### PROBLEM STATEMENT
Read through the lines below for the string "status" and copy each one that has it.

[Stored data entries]
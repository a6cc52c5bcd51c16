//! Confirm-or-retry send over a line-oriented transport
//!
//! Each send opens one transport handle, waits for the line to settle,
//! then repeats write / wait / read / compare until the remote echoes the
//! payload back or the attempt budget runs out. The handle is closed on
//! every exit path.

use crate::core::{AttemptOutcome, Delivery};
use crate::hardware::{
    ByteTransport, CommError, SerialOpener, TransportConfig, TransportOpener,
};
use crate::protocol::{Delay, SendError, SendResult, ThreadDelay};
use crate::utils::{LinkConfig, LinkTimings};
use log::{debug, error, info, warn};

/// Sends payloads and waits for them to be echoed back
pub struct ReliableSender<O: TransportOpener, D: Delay = ThreadDelay> {
    opener: O,
    delay: D,
    timings: LinkTimings,
}

impl<O: TransportOpener> ReliableSender<O, ThreadDelay> {
    /// Sender with real sleeps and default timings
    pub fn new(opener: O) -> Self {
        Self::with_delay(opener, ThreadDelay)
    }
}

impl<O: TransportOpener, D: Delay> ReliableSender<O, D> {
    pub fn with_delay(opener: O, delay: D) -> Self {
        Self {
            opener,
            delay,
            timings: LinkTimings::default(),
        }
    }

    pub fn with_timings(mut self, timings: LinkTimings) -> Self {
        self.timings = timings;
        self
    }

    pub fn delay(&self) -> &D {
        &self.delay
    }

    /// Send `payload` on `port` and wait for it to be echoed back,
    /// trying at most `max_attempts` round trips.
    pub fn send(&mut self, port: &str, rate: u32, payload: &str, max_attempts: u32) -> SendResult {
        let transport = TransportConfig::serial(port, rate)
            .with_read_timeout_ms(self.timings.read_timeout_ms);
        let timings = self.timings;
        self.send_inner(&transport, &timings, payload, max_attempts)
    }

    /// Send using port, rate, attempt budget and timings from `config`
    pub fn send_with(&mut self, config: &LinkConfig, payload: &str) -> SendResult {
        self.send_inner(&config.transport(), &config.timings, payload, config.max_attempts)
    }

    fn send_inner(
        &mut self,
        transport_config: &TransportConfig,
        timings: &LinkTimings,
        payload: &str,
        max_attempts: u32,
    ) -> SendResult {
        check_request(transport_config.baud_rate, max_attempts)?;
        check_payload(payload)?;

        let mut transport = self.opener.open(transport_config).map_err(|source| {
            error!("Could not open {}: {}", transport_config.port, source);
            SendError::ChannelUnavailable {
                port: transport_config.port.clone(),
                source,
            }
        })?;

        debug!(
            "Opened {}; settling for {}ms",
            transport_config.port, timings.settle_ms
        );
        self.delay.pause(timings.settle());

        let result = self.run_attempts(&mut transport, timings, payload, max_attempts);
        let status = transport.status();
        debug!(
            "{}: {} line(s) written, {} read, {} timeout(s)",
            status.port, status.lines_written, status.lines_read, status.timeouts
        );
        transport.close();

        match &result {
            Ok(delivery) => info!(
                "{} acknowledged {:?} after {} attempt(s)",
                transport_config.port, payload, delivery.attempts
            ),
            Err(e) => error!("{}", e),
        }
        result
    }

    fn run_attempts(
        &mut self,
        transport: &mut O::Transport,
        timings: &LinkTimings,
        payload: &str,
        max_attempts: u32,
    ) -> SendResult {
        for attempt in 1..=max_attempts {
            match self.round_trip(transport, timings, payload, attempt) {
                AttemptOutcome::Acknowledged => return Ok(Delivery { attempts: attempt }),
                AttemptOutcome::Mismatched { received } => {
                    warn!(
                        "Attempt {}/{}: acknowledgment mismatch (expected {:?}, received {:?})",
                        attempt, max_attempts, payload, received
                    );
                    if attempt < max_attempts {
                        self.delay.pause(timings.backoff());
                    }
                }
                AttemptOutcome::ChannelUnavailable(source) => {
                    return Err(SendError::ChannelUnavailable {
                        port: transport.port_name().to_string(),
                        source,
                    });
                }
            }
        }

        Err(SendError::RetriesExhausted {
            attempts: max_attempts,
        })
    }

    /// One write / wait / read / compare cycle
    fn round_trip(
        &mut self,
        transport: &mut O::Transport,
        timings: &LinkTimings,
        payload: &str,
        attempt: u32,
    ) -> AttemptOutcome {
        if !transport.is_open() {
            return AttemptOutcome::ChannelUnavailable(CommError::ConnectionLost {
                port: transport.port_name().to_string(),
            });
        }

        debug!("Attempt {}: sending {:?}", attempt, payload);
        if let Err(e) = transport.write_line(payload) {
            return AttemptOutcome::ChannelUnavailable(e);
        }

        self.delay.pause(timings.response_wait());

        let ack = match transport.read_line() {
            Ok(line) => line,
            Err(e) if !e.is_channel_fatal() => String::new(),
            Err(e) => return AttemptOutcome::ChannelUnavailable(e),
        };
        debug!("Attempt {}: received {:?}", attempt, ack);

        if ack == payload {
            AttemptOutcome::Acknowledged
        } else {
            AttemptOutcome::Mismatched { received: ack }
        }
    }
}

fn check_request(rate: u32, max_attempts: u32) -> Result<(), SendError> {
    if rate == 0 {
        return Err(SendError::InvalidRequest {
            parameter: "rate".to_string(),
            value: rate.to_string(),
        });
    }
    if max_attempts == 0 {
        return Err(SendError::InvalidRequest {
            parameter: "max_attempts".to_string(),
            value: max_attempts.to_string(),
        });
    }
    Ok(())
}

/// Reject payloads that cannot travel as exactly one line
pub fn check_payload(payload: &str) -> Result<(), SendError> {
    if let Some(c) = payload.chars().find(|c| matches!(c, '\n' | '\r')) {
        return Err(SendError::InvalidPayload {
            reason: format!("contains line delimiter {:?}", c),
        });
    }
    Ok(())
}

/// Send over a real serial port with default timings
pub fn send_serial_data(port: &str, rate: u32, payload: &str, max_attempts: u32) -> SendResult {
    ReliableSender::new(SerialOpener).send(port, rate, payload, max_attempts)
}

#[cfg(test)]
mod tests {
    use super::*;
    use crate::hardware::{MockFallback, MockOpener, MockReply};
    use crate::protocol::RecordingDelay;
    use std::time::Duration;

    fn quick_sender(opener: MockOpener) -> ReliableSender<MockOpener, RecordingDelay> {
        ReliableSender::with_delay(opener, RecordingDelay::new())
    }

    #[test]
    fn test_ping_acknowledged_first_attempt() {
        let opener = MockOpener::echoing();
        let traffic = opener.traffic();
        let mut sender = quick_sender(opener);

        let delivery = sender.send("COM11", 115200, "PING", 5).unwrap();
        assert_eq!(delivery.attempts, 1);
        assert_eq!(traffic.written_lines(), vec!["PING".to_string()]);
        assert_eq!(traffic.reads(), 1);
        assert_eq!(traffic.close_calls(), 1);
    }

    #[test]
    fn test_pong_exhausts_retries() {
        // The remote would echo correctly on a fourth attempt
        let opener = MockOpener::scripted(vec![
            MockReply::Line("PONG".to_string());
            3
        ])
        .with_fallback(MockFallback::Echo);
        let traffic = opener.traffic();
        let mut sender = quick_sender(opener);

        let result = sender.send("COM11", 115200, "PING", 3);
        assert_eq!(result, Err(SendError::RetriesExhausted { attempts: 3 }));
        assert_eq!(traffic.writes(), 3);
        assert_eq!(traffic.reads(), 3);
        assert_eq!(traffic.close_calls(), 1);
    }

    #[test]
    fn test_empty_payload_is_legal() {
        let opener = MockOpener::scripted(vec![MockReply::Line(String::new())]);
        let traffic = opener.traffic();
        let mut sender = quick_sender(opener);

        let delivery = sender.send("COM11", 115200, "", 5).unwrap();
        assert_eq!(delivery.attempts, 1);
        assert_eq!(traffic.written_lines(), vec![String::new()]);
    }

    #[test]
    fn test_open_failure_skips_writes() {
        let opener = MockOpener::unavailable("Access is denied");
        let traffic = opener.traffic();
        let mut sender = quick_sender(opener);

        let result = sender.send("COM11", 115200, "PING", 5);
        assert!(matches!(result, Err(SendError::ChannelUnavailable { .. })));
        assert_eq!(traffic.writes(), 0);
        assert!(sender.delay().pauses.is_empty());
    }

    #[test]
    fn test_match_on_last_attempt() {
        let opener = MockOpener::scripted(vec![
            MockReply::Silence,
            MockReply::Line("PIN".to_string()),
            MockReply::Line("PING".to_string()),
        ]);
        let traffic = opener.traffic();
        let mut sender = quick_sender(opener);

        let delivery = sender.send("COM11", 115200, "PING", 3).unwrap();
        assert_eq!(delivery.attempts, 3);
        assert_eq!(traffic.writes(), 3);
        assert_eq!(traffic.close_calls(), 1);
    }

    #[test]
    fn test_delay_sequence() {
        let opener = MockOpener::scripted(vec![
            MockReply::Line("PONG".to_string()),
            MockReply::Line("PING".to_string()),
        ]);
        let mut sender = quick_sender(opener);

        sender.send("COM11", 115200, "PING", 5).unwrap();
        assert_eq!(
            sender.delay().pauses,
            vec![
                Duration::from_millis(2000),
                Duration::from_millis(500),
                Duration::from_millis(1000),
                Duration::from_millis(500),
            ]
        );
    }

    #[test]
    fn test_no_backoff_after_final_attempt() {
        let opener = MockOpener::scripted(vec![]);
        let mut sender = quick_sender(opener);

        let result = sender.send("COM11", 115200, "PING", 2);
        assert_eq!(result, Err(SendError::RetriesExhausted { attempts: 2 }));
        // settle, wait, backoff, wait
        assert_eq!(sender.delay().pauses.len(), 4);
    }

    #[test]
    fn test_disconnect_mid_loop() {
        let opener = MockOpener::scripted(vec![
            MockReply::Line("garbage".to_string()),
            MockReply::Disconnect,
        ]);
        let traffic = opener.traffic();
        let mut sender = quick_sender(opener);

        let result = sender.send("COM11", 115200, "PING", 5);
        match result {
            Err(SendError::ChannelUnavailable { port, source }) => {
                assert_eq!(port, "COM11");
                assert!(matches!(source, CommError::ConnectionLost { .. }));
            }
            other => panic!("unexpected result: {:?}", other),
        }
        assert_eq!(traffic.writes(), 2);
        assert_eq!(traffic.close_calls(), 1);
    }

    #[test]
    fn test_closed_handle_skips_write() {
        let opener = MockOpener::scripted(vec![MockReply::Hangup]);
        let traffic = opener.traffic();
        let mut sender = quick_sender(opener);

        let result = sender.send("COM11", 115200, "PING", 5);
        assert!(matches!(
            result,
            Err(SendError::ChannelUnavailable { source: CommError::ConnectionLost { .. }, .. })
        ));
        // Only the first attempt wrote; the second found the handle closed
        assert_eq!(traffic.writes(), 1);
        assert_eq!(traffic.reads(), 1);
        assert_eq!(traffic.close_calls(), 1);
    }

    #[test]
    fn test_write_failure_is_terminal() {
        let opener = MockOpener::echoing().with_failing_writes();
        let traffic = opener.traffic();
        let mut sender = quick_sender(opener);

        let result = sender.send("COM11", 115200, "PING", 5);
        assert!(matches!(
            result,
            Err(SendError::ChannelUnavailable { source: CommError::Io { .. }, .. })
        ));
        assert_eq!(traffic.reads(), 0);
        assert_eq!(traffic.close_calls(), 1);
    }

    #[test]
    fn test_invalid_requests_do_not_open() {
        let opener = MockOpener::echoing();
        let traffic = opener.traffic();
        let mut sender = quick_sender(opener);

        assert!(matches!(
            sender.send("COM11", 115200, "PING", 0),
            Err(SendError::InvalidRequest { .. })
        ));
        assert!(matches!(
            sender.send("COM11", 0, "PING", 5),
            Err(SendError::InvalidRequest { .. })
        ));
        assert!(matches!(
            sender.send("COM11", 115200, "PI\nNG", 5),
            Err(SendError::InvalidPayload { .. })
        ));
        assert!(matches!(
            sender.send("COM11", 115200, "PING\r", 5),
            Err(SendError::InvalidPayload { .. })
        ));
        assert_eq!(traffic.opens(), 0);
    }

    #[test]
    fn test_send_with_config() {
        let opener = MockOpener::echoing();
        let traffic = opener.traffic();
        let mut sender = quick_sender(opener);

        let config = LinkConfig::new("/dev/ttyUSB0", 9600)
            .with_max_attempts(2)
            .with_timings(LinkTimings::immediate());
        let delivery = sender.send_with(&config, "hello fpga").unwrap();
        assert_eq!(delivery.attempts, 1);
        assert_eq!(traffic.written_lines(), vec!["hello fpga".to_string()]);
        assert!(sender.delay().pauses.iter().all(|d| d.is_zero()));
    }

    #[test]
    fn test_handle_reused_for_every_attempt() {
        let opener = MockOpener::scripted(vec![MockReply::Silence, MockReply::Silence]);
        let traffic = opener.traffic();
        let mut sender = quick_sender(opener);

        let _ = sender.send("COM11", 115200, "PING", 4);
        assert_eq!(traffic.opens(), 1);
        assert_eq!(traffic.writes(), 4);
    }
}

### OUTPUT FOR THIS TASK
        let status = transport.status();
            status.port, status.lines_written, status.lines_read, status.timeouts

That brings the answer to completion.